Leader: Bring on the new search engines

Watch out Google

By silicon.com, 8 January 2007 16:40

Quaero, we hardly knew you. The plan to build a Franco-German search engine has encountered turbulence, with the news that Germany has withdrawn its support.

The separation comes just two years after launch, when the two countries had hoped to build a non-Anglophone option in the field of search. Now the project is to be divided between the French effort, which will retain the Quaero name, and a German scheme called Theseus.

While Quaero was not intended to replicate Google's efforts - its aims were more multimedia search and index video and photos - it was almost inevitably seen as a potential competitor to the company, especially as Google expands its search capabilities beyond text.

Like most IT projects involving a government hand (if the UK is anything to go by), it's also running behind schedule.

Search engines - and software in general - are a commercially dominated field, with Quaero being the first major offering by public bodies. The move has raised eyebrows among those who believe government should steer well clear of a market amply served by big name companies, Google and its ilk, which all have media-focused search functionality and serve France and Germany in their native language.
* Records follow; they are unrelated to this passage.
mod common;
use common::{build_app, FakeTransport};

use fb_ads_mcp::errors::ToolError;
use serde_json::{json, Value};

async fn call(server: &fb_ads_mcp::mcp::server::McpServer, request: Value) -> Value {
    let response = server
        .handle_message(&request.to_string())
        .await
        .expect("response");
    serde_json::to_value(response).expect("json")
}

#[tokio::test]
async fn initialize_and_list_tools() {
    let transport = FakeTransport::new();
    let app = build_app(&transport, None);
    let server = app.mcp_server();

    let init = call(
        &server,
        json!({"jsonrpc": "2.0", "id": 1, "method": "initialize", "params": {}}),
    )
    .await;
    assert_eq!(init["result"]["serverInfo"]["name"], "fb-ads-mcp");
    assert!(init["result"]["capabilities"].get("tools").is_some());

    let list = call(&server, json!({"jsonrpc": "2.0", "id": 2, "method": "tools/list"})).await;
    let tools = list["result"]["tools"].as_array().expect("tools");
    assert_eq!(tools.len(), 22);
    assert!(tools
        .iter()
        .all(|tool| tool["inputSchema"]["type"] == "object"));
}

#[tokio::test]
async fn unknown_method_and_parse_errors() {
    let transport = FakeTransport::new();
    let app = build_app(&transport, None);
    let server = app.mcp_server();

    let unknown = call(&server, json!({"jsonrpc": "2.0", "id": "x", "method": "resources/list"})).await;
    assert_eq!(unknown["id"], "x");
    assert_eq!(unknown["error"]["code"], -32601);

    let parse = serde_json::to_value(server.handle_message("{").await.expect("response"))
        .expect("json");
    assert_eq!(parse["error"]["code"], -32700);
    assert_eq!(parse["id"], Value::Null);
}

#[tokio::test]
async fn tool_results_are_wrapped_as_text_content() {
    let transport = FakeTransport::new();
    transport.route("ad1", json!({ "id": "ad1", "name": "Spring" }));
    let app = build_app(&transport, Some(json!({ "fbToken": "tok" })));
    let server = app.mcp_server();

    let reply = call(
        &server,
        json!({
            "jsonrpc": "2.0", "id": 5, "method": "tools/call",
            "params": { "name": "get_ad_by_id", "arguments": { "ad_id": "ad1" } }
        }),
    )
    .await;
    let content = &reply["result"]["content"][0];
    assert_eq!(content["type"], "text");
    let payload: Value =
        serde_json::from_str(content["text"].as_str().expect("text")).expect("payload");
    assert_eq!(payload, json!({ "id": "ad1", "name": "Spring" }));
}

#[tokio::test]
async fn schema_rejects_unknown_arguments_before_dispatch() {
    let transport = FakeTransport::new();
    let app = build_app(&transport, Some(json!({ "fbToken": "tok" })));
    let server = app.mcp_server();

    let reply = call(
        &server,
        json!({
            "jsonrpc": "2.0", "id": 6, "method": "tools/call",
            "params": { "name": "get_ads_by_campaign", "arguments": { "campaign_id": "1", "date_format": "U" } }
        }),
    )
    .await;
    assert_eq!(reply["error"]["code"], -32602);
    assert!(reply["error"]["message"]
        .as_str()
        .expect("message")
        .contains("unknown field 'date_format'"));
    assert!(transport.calls().is_empty());
}

#[tokio::test]
async fn unknown_tool_suggests_close_names() {
    let transport = FakeTransport::new();
    let app = build_app(&transport, None);
    let server = app.mcp_server();

    let reply = call(
        &server,
        json!({
            "jsonrpc": "2.0", "id": 7, "method": "tools/call",
            "params": { "name": "get_ad_by_idd", "arguments": {} }
        }),
    )
    .await;
    assert_eq!(reply["error"]["code"], -32600);
    let message = reply["error"]["message"].as_str().expect("message");
    assert!(message.contains("code: NOT_FOUND"), "{}", message);
    assert!(message.contains("get_ad_by_id"), "{}", message);
}

#[tokio::test]
async fn remote_failures_surface_status_details() {
    let transport = FakeTransport::new();
    transport.fail(
        "act_3",
        ToolError::remote("Graph API returned HTTP 400").with_details(json!({
            "status": 400,
            "error": { "error": { "message": "Invalid OAuth access token", "code": 190 } }
        })),
    );
    let app = build_app(&transport, Some(json!({ "fbToken": "tok" })));
    let server = app.mcp_server();

    let reply = call(
        &server,
        json!({
            "jsonrpc": "2.0", "id": 8, "method": "tools/call",
            "params": { "name": "get_details_of_ad_account", "arguments": { "act_id": "act_3" } }
        }),
    )
    .await;
    assert_eq!(reply["error"]["code"], -32603);
    let message = reply["error"]["message"].as_str().expect("message");
    assert!(message.contains("code: REMOTE_CALL_FAILED"), "{}", message);
    assert!(message.contains("\"status\":400"), "{}", message);
}

#[tokio::test]
async fn notifications_are_silent() {
    let transport = FakeTransport::new();
    let app = build_app(&transport, None);
    let server = app.mcp_server();

    let out = server
        .handle_message(r#"{"jsonrpc":"2.0","method":"notifications/cancelled","params":{}}"#)
        .await;
    assert!(out.is_none());
}
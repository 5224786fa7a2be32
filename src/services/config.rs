use crate::constants::config::{
    ACCOUNT_ID_KEYS, ACCOUNT_NAME_KEYS, DEFAULT_ACT_ID_ENV, DEFAULT_ACT_NAME_ENV,
    FLAG_DEFAULT_ACT_ID, FLAG_DEFAULT_ACT_NAME, FLAG_FB_TOKEN, MCP_CONFIG_ENV, TOKEN_KEY,
    USER_CONFIG_KEY,
};
use crate::constants::http::{DEFAULT_PORT, PORT_ENV};
use crate::errors::ConfigError;
use crate::services::logger::Logger;
use once_cell::sync::OnceCell;
use serde_json::{Map, Value};

/// Command-line values that feed configuration. The outer `Option` says
/// whether the flag appeared at all, the inner one whether a value
/// followed it.
#[derive(Debug, Clone, Default, PartialEq, Eq)]
pub struct CliOverrides {
    pub fb_token: Option<Option<String>>,
    pub default_act_id: Option<Option<String>>,
    pub default_act_name: Option<Option<String>>,
}

/// Process environment captured once at startup.
#[derive(Debug, Clone, Default)]
pub struct EnvSnapshot {
    pub mcp_config: Option<String>,
    pub default_act_id: Option<String>,
    pub default_act_name: Option<String>,
    pub port: Option<String>,
}

impl EnvSnapshot {
    pub fn capture() -> Self {
        Self {
            mcp_config: std::env::var(MCP_CONFIG_ENV).ok(),
            default_act_id: std::env::var(DEFAULT_ACT_ID_ENV).ok(),
            default_act_name: std::env::var(DEFAULT_ACT_NAME_ENV).ok(),
            port: std::env::var(PORT_ENV).ok(),
        }
    }
}

/// Default ad account candidate as found in configuration, before
/// normalization.
#[derive(Debug, Clone, PartialEq, Eq)]
pub struct AccountHint {
    pub id: String,
    pub name: Option<String>,
    pub source: &'static str,
}

pub struct ConfigSources {
    logger: Logger,
    env: EnvSnapshot,
    cli: CliOverrides,
    parsed: OnceCell<Map<String, Value>>,
}

fn non_empty(value: Option<&str>) -> Option<String> {
    value
        .map(str::trim)
        .filter(|text| !text.is_empty())
        .map(str::to_string)
}

fn first_string(mapping: &Map<String, Value>, keys: &[&str]) -> Option<String> {
    keys.iter()
        .find_map(|key| non_empty(mapping.get(*key).and_then(Value::as_str)))
}

fn flag_value(
    flag: &'static str,
    value: &Option<Option<String>>,
) -> Result<Option<String>, ConfigError> {
    match value {
        None => Ok(None),
        Some(None) => Err(ConfigError::MissingFlagValue { flag }),
        Some(Some(text)) => Ok(Some(text.clone())),
    }
}

impl ConfigSources {
    pub fn new(logger: Logger, env: EnvSnapshot, cli: CliOverrides) -> Self {
        Self {
            logger: logger.child("config"),
            env,
            cli,
            parsed: OnceCell::new(),
        }
    }

    /// The `MCP_CONFIG` object. Parsed on first use; anything that is not a
    /// JSON object is reported once and treated as empty.
    pub fn mcp_config(&self) -> &Map<String, Value> {
        self.parsed.get_or_init(|| {
            let Some(raw) = self.env.mcp_config.as_deref().filter(|raw| !raw.is_empty()) else {
                return Map::new();
            };
            match serde_json::from_str::<Value>(raw) {
                Ok(Value::Object(map)) => map,
                Ok(other) => {
                    self.logger.warn(
                        "MCP_CONFIG is not a JSON object; ignoring it",
                        Some(&serde_json::json!({"type": json_type(&other)})),
                    );
                    Map::new()
                }
                Err(err) => {
                    self.logger.warn(
                        "Failed to parse MCP_CONFIG environment variable",
                        Some(&serde_json::json!({"error": err.to_string()})),
                    );
                    Map::new()
                }
            }
        })
    }

    pub fn config_token(&self) -> Option<String> {
        non_empty(self.mcp_config().get(TOKEN_KEY).and_then(Value::as_str))
    }

    pub fn cli_token(&self) -> Result<Option<String>, ConfigError> {
        flag_value(FLAG_FB_TOKEN, &self.cli.fb_token)
    }

    /// First default-account candidate across configuration, environment
    /// and command line, in that order.
    pub fn default_account(&self) -> Result<Option<AccountHint>, ConfigError> {
        let config = self.mcp_config();
        let nested = config.get(USER_CONFIG_KEY).and_then(Value::as_object);

        let config_id = first_string(config, ACCOUNT_ID_KEYS)
            .or_else(|| nested.and_then(|inner| first_string(inner, ACCOUNT_ID_KEYS)));
        let config_name = first_string(config, ACCOUNT_NAME_KEYS)
            .or_else(|| nested.and_then(|inner| first_string(inner, ACCOUNT_NAME_KEYS)));
        if let Some(id) = config_id {
            return Ok(Some(AccountHint {
                id,
                name: config_name,
                source: MCP_CONFIG_ENV,
            }));
        }

        if let Some(id) = non_empty(self.env.default_act_id.as_deref()) {
            return Ok(Some(AccountHint {
                id,
                name: non_empty(self.env.default_act_name.as_deref()).or(config_name),
                source: DEFAULT_ACT_ID_ENV,
            }));
        }

        if let Some(id) = flag_value(FLAG_DEFAULT_ACT_ID, &self.cli.default_act_id)? {
            let Some(id) = non_empty(Some(&id)) else {
                return Ok(None);
            };
            let name = flag_value(FLAG_DEFAULT_ACT_NAME, &self.cli.default_act_name)?
                .and_then(|name| non_empty(Some(&name)))
                .or(config_name);
            return Ok(Some(AccountHint {
                id,
                name,
                source: "command line",
            }));
        }

        Ok(None)
    }

    /// `Some(port)` when the environment asks for the HTTP transport.
    pub fn http_port(&self) -> Result<Option<u16>, ConfigError> {
        let Some(raw) = self.env.port.as_deref() else {
            return Ok(None);
        };
        let trimmed = raw.trim();
        if trimmed.is_empty() {
            return Ok(Some(DEFAULT_PORT));
        }
        trimmed
            .parse::<u16>()
            .ok()
            .filter(|port| *port > 0)
            .map(Some)
            .ok_or_else(|| ConfigError::InvalidPort(raw.to_string()))
    }
}

fn json_type(value: &Value) -> &'static str {
    match value {
        Value::Null => "null",
        Value::Bool(_) => "boolean",
        Value::Number(_) => "number",
        Value::String(_) => "string",
        Value::Array(_) => "array",
        Value::Object(_) => "object",
    }
}
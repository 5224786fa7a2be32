use crate::errors::ToolError;
use crate::services::graph::GraphClient;
use crate::services::logger::Logger;
use crate::services::params::{is_present, QueryParams};
use crate::services::resolver::AccountResolver;
use crate::services::tool_executor::ToolHandler;
use crate::services::validation::Validation;
use crate::utils::tool_errors::unknown_tool_error;
use async_trait::async_trait;
use serde::Deserialize;
use serde_json::Value;

pub const ACTIVITY_TOOLS: &[&str] = &["get_activities_by_adaccount", "get_activities_by_adset"];

/// Change-history query. `time_range` wins over `since`/`until`.
#[derive(Debug, Default, Deserialize)]
struct ActivityQuery {
    fields: Option<Vec<String>>,
    limit: Option<i64>,
    after: Option<String>,
    before: Option<String>,
    time_range: Option<Value>,
    since: Option<String>,
    until: Option<String>,
}

impl ActivityQuery {
    fn to_params(&self) -> QueryParams {
        let mut params = QueryParams::new();
        params
            .insert_present("fields", self.fields.clone())
            .insert_opt("limit", self.limit)
            .insert_present("after", self.after.clone())
            .insert_present("before", self.before.clone());
        match self.time_range.clone().filter(is_present) {
            Some(range) => {
                params.insert_opt("time_range", Some(range));
            }
            None => {
                params
                    .insert_present("since", self.since.clone())
                    .insert_present("until", self.until.clone());
            }
        }
        params
    }
}

#[derive(Debug, Deserialize)]
struct AccountActivitiesArgs {
    act_id: Option<String>,
    #[serde(flatten)]
    query: ActivityQuery,
}

#[derive(Debug, Deserialize)]
struct AdsetActivitiesArgs {
    adset_id: String,
    #[serde(flatten)]
    query: ActivityQuery,
}

#[derive(Clone)]
pub struct ActivityManager {
    logger: Logger,
    validation: Validation,
    graph: GraphClient,
    resolver: AccountResolver,
}

impl ActivityManager {
    pub fn new(
        logger: Logger,
        validation: Validation,
        graph: GraphClient,
        resolver: AccountResolver,
    ) -> Self {
        Self {
            logger: logger.child("activities"),
            validation,
            graph,
            resolver,
        }
    }

    pub async fn handle_action(&self, tool: &str, args: Value) -> Result<Value, ToolError> {
        let (parent, query) = match tool {
            "get_activities_by_adaccount" => {
                let args: AccountActivitiesArgs = self.validation.parse_args(tool, args)?;
                let act_id = self.resolver.resolve(args.act_id.as_deref()).await?;
                (act_id, args.query)
            }
            "get_activities_by_adset" => {
                let args: AdsetActivitiesArgs = self.validation.parse_args(tool, args)?;
                let id = self.validation.ensure_node_id(&args.adset_id, "adset_id")?;
                (id, args.query)
            }
            _ => return Err(unknown_tool_error("activity", tool, ACTIVITY_TOOLS)),
        };
        let params = query.to_params();
        self.logger.debug(
            "Listing activities",
            Some(&serde_json::json!({"parent": parent, "params": params.redacted()})),
        );
        self.graph
            .get(&format!("{}/activities", parent), params)
            .await
    }
}

#[async_trait]
impl ToolHandler for ActivityManager {
    async fn handle(&self, tool: &str, args: Value) -> Result<Value, ToolError> {
        self.handle_action(tool, args).await
    }
}
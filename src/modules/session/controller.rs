use crate::modules::session::service::SessionService;
use crate::state::AppState;
use crate::validator::ValidatedJson;
use axum::{Json, extract::State, http::StatusCode};
use serde::Serialize;
use tracing::instrument;
use usergate_core::AppError;
use usergate_models::{LoginDto, SessionResponse};
use utoipa::ToSchema;

#[derive(Serialize, ToSchema)]
pub struct ErrorResponse {
    pub error: String,
}

/// Log in with email and password
#[utoipa::path(
    post,
    path = "/session",
    request_body = LoginDto,
    responses(
        (status = 201, description = "Session created", body = SessionResponse),
        (status = 400, description = "Invalid body or credentials", body = ErrorResponse),
        (status = 500, description = "Internal server error", body = ErrorResponse)
    ),
    tag = "Session"
)]
#[instrument(skip_all, fields(email = %dto.email))]
pub async fn create_session(
    State(state): State<AppState>,
    ValidatedJson(dto): ValidatedJson<LoginDto>,
) -> Result<(StatusCode, Json<SessionResponse>), AppError> {
    let access_token = SessionService::login(state.users.as_ref(), &state.tokens, dto).await?;
    Ok((StatusCode::CREATED, Json(SessionResponse { access_token })))
}
//! Application error type and its HTTP translation.
//!
//! Every failure that can reach a client is an [`AppError`] tagged with an
//! [`ErrorKind`]. The kind alone decides the response status; the wrapped
//! [`anyhow::Error`] carries the client-facing message (or, for
//! [`ErrorKind::Internal`], detail that is logged and never returned).

use anyhow::Error;
use axum::{
    Json,
    http::StatusCode,
    response::{IntoResponse, Response},
};
use serde_json::json;

/// Failure taxonomy of the service.
#[derive(Debug, Clone, Copy, PartialEq, Eq)]
pub enum ErrorKind {
    /// Bearer token failed signature, structure or expiry checks.
    TokenInvalid,
    /// No usable principal where one is required.
    Unauthenticated,
    /// Principal present but lacking ownership or role.
    Forbidden,
    /// Target id has no backing record.
    ResourceNotFound,
    /// Request body failed parsing or field validation.
    ValidationFailed,
    /// Credentials presented to the session endpoint were rejected.
    LoginFailed,
    /// Anything else: collaborator failures, encoding bugs.
    Internal,
}

impl ErrorKind {
    pub fn status(self) -> StatusCode {
        match self {
            ErrorKind::TokenInvalid | ErrorKind::Unauthenticated => StatusCode::UNAUTHORIZED,
            ErrorKind::Forbidden => StatusCode::FORBIDDEN,
            ErrorKind::ResourceNotFound => StatusCode::NOT_FOUND,
            ErrorKind::ValidationFailed | ErrorKind::LoginFailed => StatusCode::BAD_REQUEST,
            ErrorKind::Internal => StatusCode::INTERNAL_SERVER_ERROR,
        }
    }
}

#[derive(Debug)]
pub struct AppError {
    pub kind: ErrorKind,
    pub error: Error,
}

impl AppError {
    pub fn new<E>(kind: ErrorKind, err: E) -> Self
    where
        E: Into<Error>,
    {
        Self {
            kind,
            error: err.into(),
        }
    }

    fn with_message(kind: ErrorKind, message: impl Into<String>) -> Self {
        Self::new(kind, Error::msg(message.into()))
    }

    pub fn token_invalid(message: impl Into<String>) -> Self {
        Self::with_message(ErrorKind::TokenInvalid, message)
    }

    pub fn unauthorized(message: impl Into<String>) -> Self {
        Self::with_message(ErrorKind::Unauthenticated, message)
    }

    pub fn forbidden(message: impl Into<String>) -> Self {
        Self::with_message(ErrorKind::Forbidden, message)
    }

    pub fn not_found(message: impl Into<String>) -> Self {
        Self::with_message(ErrorKind::ResourceNotFound, message)
    }

    pub fn bad_request(message: impl Into<String>) -> Self {
        Self::with_message(ErrorKind::ValidationFailed, message)
    }

    pub fn login_failed(message: impl Into<String>) -> Self {
        Self::with_message(ErrorKind::LoginFailed, message)
    }

    pub fn internal<E>(err: E) -> Self
    where
        E: Into<Error>,
    {
        Self::new(ErrorKind::Internal, err)
    }

    pub fn status(&self) -> StatusCode {
        self.kind.status()
    }

    pub fn is(&self, kind: ErrorKind) -> bool {
        self.kind == kind
    }
}

impl IntoResponse for AppError {
    fn into_response(self) -> Response {
        let message = match self.kind {
            ErrorKind::Internal => {
                tracing::error!(error = ?self.error, "internal error");
                "Internal server error".to_string()
            }
            _ => self.error.to_string(),
        };

        let body = Json(json!({
            "error": message
        }));

        (self.kind.status(), body).into_response()
    }
}

impl<E> From<E> for AppError
where
    E: Into<Error>,
{
    fn from(err: E) -> Self {
        AppError::internal(err)
    }
}
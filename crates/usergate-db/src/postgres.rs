use async_trait::async_trait;
use sqlx::PgPool;
use usergate_auth::RoleStore;
use usergate_core::StoreError;
use usergate_models::{NewUser, User};

use crate::store::UserStore;

/// PostgreSQL-backed user and role store.
#[derive(Debug, Clone)]
pub struct PgStore {
    pool: PgPool,
}

impl PgStore {
    pub fn new(pool: PgPool) -> Self {
        Self { pool }
    }
}

fn map_insert_error(err: sqlx::Error, email: &str) -> StoreError {
    if let sqlx::Error::Database(db_err) = &err
        && db_err.is_unique_violation()
    {
        return StoreError::DuplicateEmail(email.to_string());
    }
    StoreError::backend(err)
}

#[async_trait]
impl UserStore for PgStore {
    async fn find(&self, id: i64) -> Result<Option<User>, StoreError> {
        sqlx::query_as::<_, User>(
            r#"
            SELECT id, name, email, password_hash, deleted
            FROM users
            WHERE id = $1 AND deleted = FALSE
            "#,
        )
        .bind(id)
        .fetch_optional(&self.pool)
        .await
        .map_err(StoreError::backend)
    }

    async fn find_by_email(&self, email: &str) -> Result<Option<User>, StoreError> {
        sqlx::query_as::<_, User>(
            r#"
            SELECT id, name, email, password_hash, deleted
            FROM users
            WHERE email = $1
            "#,
        )
        .bind(email)
        .fetch_optional(&self.pool)
        .await
        .map_err(StoreError::backend)
    }

    async fn create(&self, user: NewUser) -> Result<User, StoreError> {
        sqlx::query_as::<_, User>(
            r#"
            INSERT INTO users (name, email, password_hash)
            VALUES ($1, $2, $3)
            RETURNING id, name, email, password_hash, deleted
            "#,
        )
        .bind(&user.name)
        .bind(&user.email)
        .bind(&user.password_hash)
        .fetch_one(&self.pool)
        .await
        .map_err(|e| map_insert_error(e, &user.email))
    }

    async fn save(&self, user: &User) -> Result<Option<User>, StoreError> {
        sqlx::query_as::<_, User>(
            r#"
            UPDATE users
            SET name = $2, password_hash = $3, updated_at = NOW()
            WHERE id = $1 AND deleted = FALSE
            RETURNING id, name, email, password_hash, deleted
            "#,
        )
        .bind(user.id)
        .bind(&user.name)
        .bind(&user.password_hash)
        .fetch_optional(&self.pool)
        .await
        .map_err(StoreError::backend)
    }

    async fn delete(&self, id: i64) -> Result<bool, StoreError> {
        let result = sqlx::query(
            r#"
            UPDATE users
            SET deleted = TRUE, updated_at = NOW()
            WHERE id = $1 AND deleted = FALSE
            "#,
        )
        .bind(id)
        .execute(&self.pool)
        .await
        .map_err(StoreError::backend)?;

        Ok(result.rows_affected() > 0)
    }
}

#[async_trait]
impl RoleStore for PgStore {
    async fn user_roles(&self, user_id: i64) -> Result<Vec<String>, StoreError> {
        sqlx::query_scalar::<_, String>(
            "SELECT name FROM user_roles WHERE user_id = $1 ORDER BY name",
        )
        .bind(user_id)
        .fetch_all(&self.pool)
        .await
        .map_err(StoreError::backend)
    }

    async fn assign_role(&self, user_id: i64, role: &str) -> Result<(), StoreError> {
        sqlx::query(
            r#"
            INSERT INTO user_roles (user_id, name)
            VALUES ($1, $2)
            ON CONFLICT (user_id, name) DO NOTHING
            "#,
        )
        .bind(user_id)
        .bind(role)
        .execute(&self.pool)
        .await
        .map_err(StoreError::backend)?;

        tracing::debug!(user_id, role, "role assigned");
        Ok(())
    }

    async fn revoke_role(&self, user_id: i64, role: &str) -> Result<(), StoreError> {
        sqlx::query("DELETE FROM user_roles WHERE user_id = $1 AND name = $2")
            .bind(user_id)
            .bind(role)
            .execute(&self.pool)
            .await
            .map_err(StoreError::backend)?;

        tracing::debug!(user_id, role, "role revoked");
        Ok(())
    }
}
Some might argue the European search market is becoming a bit crowded - along with Quaero and Theseus, yet another European search project, Pharos, has sprung up and received financing from the European Commission.

But, despite these early difficulties, we welcome competition in the search arena. While Google may be the undisputed leader of text search, its pre-eminence in other search is not so guaranteed. And some friendly rivalry, and new search technology developments, could keep Google on its toes.

It could be that Quaero as a two-country act was doomed from the start - a source involved in the project quoted by French newspaper Libération said he had only met the Germans once, while the German press said the project floundered because of President Chirac's 'megalomania'. Still it would be a shame if Quaero or others could find no future in the Google-centric world.